» **EXERCISE OBJECTIVE**
For each line below that includes the word "SystemTime", make a copy.

Content starts

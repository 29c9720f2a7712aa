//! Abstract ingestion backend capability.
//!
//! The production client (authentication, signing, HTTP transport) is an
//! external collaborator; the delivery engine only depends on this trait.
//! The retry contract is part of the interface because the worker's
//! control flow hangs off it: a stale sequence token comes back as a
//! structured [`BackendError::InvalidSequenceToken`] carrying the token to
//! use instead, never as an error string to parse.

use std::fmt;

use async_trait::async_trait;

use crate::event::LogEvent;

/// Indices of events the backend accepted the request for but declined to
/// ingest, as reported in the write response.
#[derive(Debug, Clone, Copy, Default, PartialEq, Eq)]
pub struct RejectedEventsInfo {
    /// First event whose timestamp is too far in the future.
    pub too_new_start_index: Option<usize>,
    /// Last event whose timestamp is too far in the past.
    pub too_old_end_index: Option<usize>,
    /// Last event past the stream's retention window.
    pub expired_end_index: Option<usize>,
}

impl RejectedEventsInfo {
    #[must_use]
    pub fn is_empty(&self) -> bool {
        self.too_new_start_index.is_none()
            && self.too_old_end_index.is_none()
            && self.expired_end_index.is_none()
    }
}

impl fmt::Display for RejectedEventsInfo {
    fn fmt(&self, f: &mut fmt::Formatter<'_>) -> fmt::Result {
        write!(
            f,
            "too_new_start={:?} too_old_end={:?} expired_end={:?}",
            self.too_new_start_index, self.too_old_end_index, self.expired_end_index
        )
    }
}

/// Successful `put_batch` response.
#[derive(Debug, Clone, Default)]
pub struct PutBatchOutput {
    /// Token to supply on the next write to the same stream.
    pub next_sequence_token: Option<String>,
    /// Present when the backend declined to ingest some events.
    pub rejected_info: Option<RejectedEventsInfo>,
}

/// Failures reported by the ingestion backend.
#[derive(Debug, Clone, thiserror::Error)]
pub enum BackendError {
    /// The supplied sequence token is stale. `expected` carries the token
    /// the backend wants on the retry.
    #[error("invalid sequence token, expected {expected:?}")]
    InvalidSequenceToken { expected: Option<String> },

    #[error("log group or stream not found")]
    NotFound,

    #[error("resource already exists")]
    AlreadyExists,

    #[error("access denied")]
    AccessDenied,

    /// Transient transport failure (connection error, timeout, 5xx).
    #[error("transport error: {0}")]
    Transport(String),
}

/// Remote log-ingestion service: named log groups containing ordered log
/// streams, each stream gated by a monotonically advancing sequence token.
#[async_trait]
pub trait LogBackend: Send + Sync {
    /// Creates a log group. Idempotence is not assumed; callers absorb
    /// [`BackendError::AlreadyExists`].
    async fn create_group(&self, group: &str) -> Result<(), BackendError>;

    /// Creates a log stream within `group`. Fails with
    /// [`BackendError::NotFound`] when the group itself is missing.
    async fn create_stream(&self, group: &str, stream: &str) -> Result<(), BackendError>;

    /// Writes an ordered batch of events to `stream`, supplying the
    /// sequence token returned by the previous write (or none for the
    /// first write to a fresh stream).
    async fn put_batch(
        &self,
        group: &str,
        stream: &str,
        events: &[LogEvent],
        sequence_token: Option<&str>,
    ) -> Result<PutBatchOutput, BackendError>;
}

Content ends
Content starts

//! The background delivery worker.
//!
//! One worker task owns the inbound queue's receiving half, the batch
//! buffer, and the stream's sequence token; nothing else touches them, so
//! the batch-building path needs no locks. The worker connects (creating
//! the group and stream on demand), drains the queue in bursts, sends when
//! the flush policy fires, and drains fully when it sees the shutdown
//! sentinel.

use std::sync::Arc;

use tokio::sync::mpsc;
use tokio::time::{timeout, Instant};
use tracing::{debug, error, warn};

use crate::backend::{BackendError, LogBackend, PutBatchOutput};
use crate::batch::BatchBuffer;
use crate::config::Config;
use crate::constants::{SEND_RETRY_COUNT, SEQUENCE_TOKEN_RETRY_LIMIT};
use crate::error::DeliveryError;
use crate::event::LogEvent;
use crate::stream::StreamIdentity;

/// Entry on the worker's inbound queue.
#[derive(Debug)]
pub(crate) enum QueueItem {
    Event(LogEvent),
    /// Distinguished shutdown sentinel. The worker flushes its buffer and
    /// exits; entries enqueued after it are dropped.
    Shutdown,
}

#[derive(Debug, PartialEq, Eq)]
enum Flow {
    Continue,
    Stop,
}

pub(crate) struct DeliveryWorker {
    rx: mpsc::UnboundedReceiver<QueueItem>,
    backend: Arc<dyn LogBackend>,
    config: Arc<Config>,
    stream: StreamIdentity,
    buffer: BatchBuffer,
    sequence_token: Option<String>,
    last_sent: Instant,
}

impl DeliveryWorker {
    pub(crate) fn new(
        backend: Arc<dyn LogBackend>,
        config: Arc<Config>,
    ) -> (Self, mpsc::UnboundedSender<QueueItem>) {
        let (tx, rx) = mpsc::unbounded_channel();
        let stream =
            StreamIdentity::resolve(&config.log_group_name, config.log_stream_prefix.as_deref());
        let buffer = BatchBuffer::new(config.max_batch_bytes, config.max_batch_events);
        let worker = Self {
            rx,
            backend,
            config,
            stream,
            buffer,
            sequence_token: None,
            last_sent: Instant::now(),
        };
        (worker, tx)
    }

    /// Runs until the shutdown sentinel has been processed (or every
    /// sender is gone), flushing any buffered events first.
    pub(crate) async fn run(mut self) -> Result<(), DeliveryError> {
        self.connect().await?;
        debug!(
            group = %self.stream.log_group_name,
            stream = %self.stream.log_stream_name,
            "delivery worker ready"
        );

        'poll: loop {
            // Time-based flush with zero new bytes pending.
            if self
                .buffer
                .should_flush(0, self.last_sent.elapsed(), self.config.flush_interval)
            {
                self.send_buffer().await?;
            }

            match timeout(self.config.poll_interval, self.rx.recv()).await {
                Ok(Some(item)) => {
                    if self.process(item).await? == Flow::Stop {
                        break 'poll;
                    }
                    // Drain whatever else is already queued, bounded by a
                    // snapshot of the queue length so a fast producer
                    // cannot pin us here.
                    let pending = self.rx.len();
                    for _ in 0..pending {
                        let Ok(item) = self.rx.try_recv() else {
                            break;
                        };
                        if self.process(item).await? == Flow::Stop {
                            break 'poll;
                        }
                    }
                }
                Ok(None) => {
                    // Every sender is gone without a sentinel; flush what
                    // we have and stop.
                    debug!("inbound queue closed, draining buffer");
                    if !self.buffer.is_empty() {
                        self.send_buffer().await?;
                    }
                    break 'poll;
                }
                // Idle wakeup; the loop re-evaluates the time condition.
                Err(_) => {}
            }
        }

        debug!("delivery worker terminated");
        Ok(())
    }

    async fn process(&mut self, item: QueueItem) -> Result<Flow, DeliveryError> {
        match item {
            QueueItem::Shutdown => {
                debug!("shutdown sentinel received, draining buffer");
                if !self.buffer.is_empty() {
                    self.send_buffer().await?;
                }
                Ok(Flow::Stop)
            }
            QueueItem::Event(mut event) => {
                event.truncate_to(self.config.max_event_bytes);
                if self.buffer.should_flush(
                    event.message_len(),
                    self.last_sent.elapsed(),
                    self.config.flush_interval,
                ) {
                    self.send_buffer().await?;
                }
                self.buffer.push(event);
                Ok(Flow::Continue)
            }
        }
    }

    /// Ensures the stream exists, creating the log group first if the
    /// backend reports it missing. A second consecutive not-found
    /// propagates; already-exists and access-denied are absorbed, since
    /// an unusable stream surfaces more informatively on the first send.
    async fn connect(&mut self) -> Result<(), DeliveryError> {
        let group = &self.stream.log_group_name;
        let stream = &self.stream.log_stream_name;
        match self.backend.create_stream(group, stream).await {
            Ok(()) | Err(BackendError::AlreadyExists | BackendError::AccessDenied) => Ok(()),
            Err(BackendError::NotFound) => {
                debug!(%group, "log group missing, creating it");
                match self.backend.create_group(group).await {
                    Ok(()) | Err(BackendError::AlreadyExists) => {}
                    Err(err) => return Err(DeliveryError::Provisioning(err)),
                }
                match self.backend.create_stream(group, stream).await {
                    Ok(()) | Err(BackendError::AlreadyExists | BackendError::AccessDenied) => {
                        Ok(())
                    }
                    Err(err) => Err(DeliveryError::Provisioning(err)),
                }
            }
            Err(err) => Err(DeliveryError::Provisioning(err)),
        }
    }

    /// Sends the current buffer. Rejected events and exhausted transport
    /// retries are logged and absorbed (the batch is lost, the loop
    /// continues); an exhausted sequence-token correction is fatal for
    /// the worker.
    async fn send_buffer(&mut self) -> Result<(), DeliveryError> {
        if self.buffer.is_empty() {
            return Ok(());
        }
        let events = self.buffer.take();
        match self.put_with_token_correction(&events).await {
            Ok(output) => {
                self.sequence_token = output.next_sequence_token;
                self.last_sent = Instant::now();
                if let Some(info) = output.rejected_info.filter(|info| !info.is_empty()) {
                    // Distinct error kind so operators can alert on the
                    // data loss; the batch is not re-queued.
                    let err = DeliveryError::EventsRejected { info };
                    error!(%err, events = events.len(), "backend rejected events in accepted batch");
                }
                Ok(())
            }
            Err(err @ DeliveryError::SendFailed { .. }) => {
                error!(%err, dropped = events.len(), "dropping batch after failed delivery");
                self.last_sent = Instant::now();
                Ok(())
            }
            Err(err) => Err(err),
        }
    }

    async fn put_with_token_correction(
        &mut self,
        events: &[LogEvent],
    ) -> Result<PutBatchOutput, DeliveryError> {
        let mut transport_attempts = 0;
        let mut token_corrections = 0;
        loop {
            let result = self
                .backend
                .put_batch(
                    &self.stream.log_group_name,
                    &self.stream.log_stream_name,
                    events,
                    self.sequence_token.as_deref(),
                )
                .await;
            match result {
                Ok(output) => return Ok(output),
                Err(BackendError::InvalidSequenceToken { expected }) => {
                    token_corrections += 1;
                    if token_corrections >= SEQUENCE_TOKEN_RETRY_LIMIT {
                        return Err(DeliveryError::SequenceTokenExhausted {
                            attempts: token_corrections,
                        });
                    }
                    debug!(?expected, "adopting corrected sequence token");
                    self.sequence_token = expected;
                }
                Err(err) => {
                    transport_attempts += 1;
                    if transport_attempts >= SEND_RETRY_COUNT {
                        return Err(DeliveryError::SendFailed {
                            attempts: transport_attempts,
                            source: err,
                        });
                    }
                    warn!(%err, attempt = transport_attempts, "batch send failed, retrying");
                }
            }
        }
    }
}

Content ends
Content starts

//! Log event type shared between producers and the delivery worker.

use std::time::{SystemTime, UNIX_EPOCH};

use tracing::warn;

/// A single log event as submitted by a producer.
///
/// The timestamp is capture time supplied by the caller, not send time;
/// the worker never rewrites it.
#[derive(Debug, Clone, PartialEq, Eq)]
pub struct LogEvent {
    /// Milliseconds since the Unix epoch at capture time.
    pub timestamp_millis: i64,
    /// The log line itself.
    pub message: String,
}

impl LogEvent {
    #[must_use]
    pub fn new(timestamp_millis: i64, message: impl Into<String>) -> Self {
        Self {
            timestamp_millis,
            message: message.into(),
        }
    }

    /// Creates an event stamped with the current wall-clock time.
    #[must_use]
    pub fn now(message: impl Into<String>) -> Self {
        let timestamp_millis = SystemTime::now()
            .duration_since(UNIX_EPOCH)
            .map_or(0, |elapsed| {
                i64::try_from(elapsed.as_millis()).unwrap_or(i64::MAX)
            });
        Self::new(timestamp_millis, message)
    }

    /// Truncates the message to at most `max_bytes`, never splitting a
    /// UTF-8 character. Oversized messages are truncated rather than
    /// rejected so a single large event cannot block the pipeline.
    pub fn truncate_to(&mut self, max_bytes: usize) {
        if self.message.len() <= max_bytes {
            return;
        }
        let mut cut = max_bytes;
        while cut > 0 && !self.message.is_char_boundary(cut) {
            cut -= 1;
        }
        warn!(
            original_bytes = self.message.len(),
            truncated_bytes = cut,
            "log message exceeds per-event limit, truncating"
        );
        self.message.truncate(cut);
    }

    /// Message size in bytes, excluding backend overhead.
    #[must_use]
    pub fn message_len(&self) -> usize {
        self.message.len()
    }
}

Content ends

» **TASK ANSWER**
use std::time::{SystemTime, UNIX_EPOCH};
        let timestamp_millis = SystemTime::now()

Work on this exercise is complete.